Again, I was the new kid. Being in the church made that all the more clear. Part of me wanted to laugh at the Flower-y Children around me. The whole thing felt contrived - the inevitable swell of drum beats, predictable surges in singing. And yet... The people around me had now leaped to their feet, and were weaving and swaying through the aisles. The joy, the sheer joy, was contagious. I was laughing. I began to explore the physical space around me, stretching my fingers towards the ceiling, swaying and twirling. And when the Amidah came, I bowed for the first time, because the movement finally felt natural and humble.

The sudden stillness of the Shema caught me by surprise. The vibrant congregation was now calm. Each word was called out, and held, humming through the space until its natural completion. It was meditation. It was medication for the week. I realized I had tears in my eyes.

After the service, I walked through New York City with my friend Rebekah to the Shabbat dinner she had arranged - kindly funded by Birthright Next. The fifteen guests filled the space, and we piled onto small tables and one another to make room. As the hours passed, each guest shared a literary or artistic piece relating to this week's Parsha, "Chayyei Sarah". I chose "Departure" by The Velveteen Rabbi, a wonderful Jewish blogger and poet. Alisha, created the piece below.

I got lost three times on the way to Romemu, in part because because their address - 165 W 105th St., NYC - is nowhere on their website. But once there I found some things too: a new lens through which to view tradition and faith, and new attitude about what does and does not constitute prayer. And maybe, a newly re-kindled desire to wear paisley.

November 6, 2009

East Rock Havurah

Havurah wasn't a word I knew. Neither, apparently, was "saute." The first - an informal group of like minded Jews who assemble for the purposes of facilitating Shabbat - was one I'd come across studying for my conversion. The second, well, that was the task I was given as I walked into my friend Ilana's house this past Shabbat. Sauteing. With fire. Clearly, this wouldn't be my first fully observant Friday. I stayed in the kitchen while the other members arrived. Being the only non-Jew in the room can feel a little overwhelming. And now I was going to burn the asparagus. Great. Somewhere in the living room I heard a guitar being tuned, and then, the soft hum of voices. We were beginning.

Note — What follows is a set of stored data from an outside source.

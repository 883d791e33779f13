use serde::{Deserialize, Serialize};
use std::collections::{btree_map, BTreeMap, HashMap};
use std::iter::Copied;

use crate::error::{InvalidDocumentReason, Result, SearchError};
use crate::terms::TermPool;
use crate::tokenizer::{is_valid_word, split_into_words, StopWords};

pub type TermId = u32;
pub type DocId = i32;

/// Ascending ids of the indexed documents.
pub type DocumentIds<'a> = Copied<btree_map::Keys<'a, DocId, DocMeta>>;

#[derive(Debug, Clone, Copy, PartialEq, Eq, Hash, Serialize, Deserialize)]
#[serde(rename_all = "SCREAMING_SNAKE_CASE")]
pub enum DocumentStatus {
    Actual,
    Irrelevant,
    Banned,
    Removed,
}

#[derive(Debug, Clone, Copy, PartialEq, Eq, Serialize, Deserialize)]
pub struct DocMeta {
    pub rating: i32,
    pub status: DocumentStatus,
}

/// Truncating integer mean; zero for no ratings.
pub fn average_rating(ratings: &[i32]) -> i32 {
    if ratings.is_empty() {
        return 0;
    }
    let sum: i64 = ratings.iter().map(|&r| i64::from(r)).sum();
    (sum / ratings.len() as i64) as i32
}

/// Forward and inverted term-frequency maps kept as mirrors of each other.
///
/// For every `(doc, term, tf)` in `forward` the same triple is in `postings`
/// and vice versa. A term with no remaining documents has no `postings` entry.
#[derive(Debug, Default)]
pub struct InvertedIndex {
    pool: TermPool,
    stop_words: StopWords,
    forward: BTreeMap<DocId, BTreeMap<TermId, f64>>,
    postings: HashMap<TermId, BTreeMap<DocId, f64>>,
    docs: BTreeMap<DocId, DocMeta>,
}

impl InvertedIndex {
    pub fn new(stop_words: StopWords) -> Self {
        Self { stop_words, ..Self::default() }
    }

    pub fn stop_words(&self) -> &StopWords {
        &self.stop_words
    }

    pub fn terms(&self) -> &TermPool {
        &self.pool
    }

    /// Index a document. Every word is validated before anything is mutated,
    /// so a rejected document leaves the index untouched.
    pub fn insert(&mut self, id: DocId, text: &str, meta: DocMeta) -> Result<usize> {
        if id < 0 {
            return Err(SearchError::InvalidDocument { id, reason: InvalidDocumentReason::Negative });
        }
        if self.docs.contains_key(&id) {
            return Err(SearchError::InvalidDocument { id, reason: InvalidDocumentReason::Duplicate });
        }
        let mut words = Vec::new();
        for word in split_into_words(text) {
            if !is_valid_word(word) {
                return Err(SearchError::InvalidTerm(word.to_string()));
            }
            if !self.stop_words.contains(word) {
                words.push(word);
            }
        }

        let inv_word_count = 1.0 / words.len() as f64;
        let mut frequencies: BTreeMap<TermId, f64> = BTreeMap::new();
        for word in &words {
            let term = self.pool.intern(word);
            *frequencies.entry(term).or_insert(0.0) += inv_word_count;
        }
        for (&term, &tf) in &frequencies {
            self.postings.entry(term).or_default().insert(id, tf);
        }
        self.forward.insert(id, frequencies);
        self.docs.insert(id, meta);
        Ok(words.len())
    }

    pub fn remove(&mut self, id: DocId) -> Result<()> {
        if self.docs.remove(&id).is_none() {
            return Err(SearchError::UnknownDocument(id));
        }
        for term in self.forward.remove(&id).unwrap_or_default().into_keys() {
            if let Some(docs) = self.postings.get_mut(&term) {
                docs.remove(&id);
                if docs.is_empty() {
                    self.postings.remove(&term);
                }
            }
        }
        Ok(())
    }

    pub fn contains(&self, id: DocId) -> bool {
        self.docs.contains_key(&id)
    }

    pub fn meta(&self, id: DocId) -> Option<&DocMeta> {
        self.docs.get(&id)
    }

    pub fn document_count(&self) -> usize {
        self.docs.len()
    }

    pub fn document_ids(&self) -> DocumentIds<'_> {
        self.docs.keys().copied()
    }

    pub fn word_frequencies(&self, id: DocId) -> WordFrequencies<'_> {
        WordFrequencies { terms: self.forward.get(&id), pool: &self.pool }
    }

    /// Documents containing `term` with the term's frequency in each.
    /// `None` when no indexed document contains it.
    pub fn postings(&self, term: &str) -> Option<&BTreeMap<DocId, f64>> {
        let id = self.pool.lookup(term)?;
        self.postings.get(&id)
    }

    /// Canonical spelling of `term` if `id` contains it.
    pub fn term_in_document(&self, id: DocId, term: &str) -> Option<&str> {
        let term_id = self.pool.lookup(term)?;
        self.forward.get(&id)?.contains_key(&term_id).then(|| self.pool.resolve(term_id))
    }

    /// ln(N / df). Only called with non-empty postings.
    pub fn inverse_document_freq(&self, postings: &BTreeMap<DocId, f64>) -> f64 {
        (self.document_count() as f64 / postings.len() as f64).ln()
    }
}

/// Read-only view of one document's forward entry.
#[derive(Clone, Copy)]
pub struct WordFrequencies<'a> {
    terms: Option<&'a BTreeMap<TermId, f64>>,
    pool: &'a TermPool,
}

impl<'a> WordFrequencies<'a> {
    pub fn iter(&self) -> impl Iterator<Item = (&'a str, f64)> + Clone + 'a {
        let pool = self.pool;
        self.terms
            .into_iter()
            .flatten()
            .map(move |(&term, &tf)| (pool.resolve(term), tf))
    }

    pub fn get(&self, term: &str) -> Option<f64> {
        let id = self.pool.lookup(term)?;
        self.terms?.get(&id).copied()
    }

    pub fn len(&self) -> usize {
        self.terms.map_or(0, BTreeMap::len)
    }

    pub fn is_empty(&self) -> bool {
        self.len() == 0
    }
}

#[cfg(test)]
mod tests {
    use super::*;

    const ACTUAL: DocMeta = DocMeta { rating: 0, status: DocumentStatus::Actual };

    #[test]
    fn average_rating_truncates() {
        assert_eq!(average_rating(&[1, 3, 2]), 2);
        assert_eq!(average_rating(&[1, 2]), 1);
        assert_eq!(average_rating(&[-1, -2]), -1);
        assert_eq!(average_rating(&[]), 0);
    }

    #[test]
    fn frequencies_sum_to_one_and_mirror() {
        let mut index = InvertedIndex::new(StopWords::default());
        index.insert(1, "fluffy cat fluffy tail", ACTUAL).unwrap();
        let freqs = index.word_frequencies(1);
        assert_eq!(freqs.len(), 3);
        assert_eq!(freqs.get("fluffy"), Some(0.5));
        let total: f64 = freqs.iter().map(|(_, tf)| tf).sum();
        assert!((total - 1.0).abs() < 1e-12);
        for (term, tf) in freqs.iter() {
            assert_eq!(index.postings(term).unwrap()[&1], tf);
        }
    }

    #[test]
    fn rejected_document_leaves_no_trace() {
        let mut index = InvertedIndex::new(StopWords::default());
        let err = index.insert(1, "good bad\u{7}", ACTUAL).unwrap_err();
        assert_eq!(err, SearchError::InvalidTerm("bad\u{7}".into()));
        assert_eq!(index.document_count(), 0);
        assert!(index.terms().is_empty());
        assert!(index.postings("good").is_none());
    }

    #[test]
    fn document_of_only_stop_words_has_empty_entry() {
        let mut index = InvertedIndex::new(StopWords::new(["in", "the"]).unwrap());
        assert_eq!(index.insert(3, "in the", ACTUAL).unwrap(), 0);
        assert!(index.contains(3));
        assert!(index.word_frequencies(3).is_empty());
    }

    #[test]
    fn remove_prunes_empty_postings() {
        let mut index = InvertedIndex::new(StopWords::default());
        index.insert(1, "cat dog", ACTUAL).unwrap();
        index.insert(2, "cat", ACTUAL).unwrap();
        index.remove(1).unwrap();
        assert!(index.postings("dog").is_none());
        assert_eq!(index.postings("cat").unwrap().len(), 1);
        assert_eq!(index.remove(1), Err(SearchError::UnknownDocument(1)));
    }
}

East Rock Havurah is an egalitarian, songful (read: guitar, drums, even a saxophone!) worship group that meets a few times a month in the homes of its members. It has a full liturgy service, and that night I was excited to find Hebrew letters I knew hidden among the strangers - Shin, Tav, Bet, Mem Sofit. Finally, the D'var Torah - this week, a simple exploration of hospitality by my darling friend. Could the strangers we meet on the street carry news as great as that given to Sarah, if only we show them kindness enough to warrant it? I found myself still teasing out the answer as we walked into the dining room. Hands I didn't know passed me plates, opened jars. An arm slipped around me as we recited Kiddush. And then I got it. The importance of hospitality. Of making the stranger feel at home.

And really, the asparagus? It didn't turn out half bad.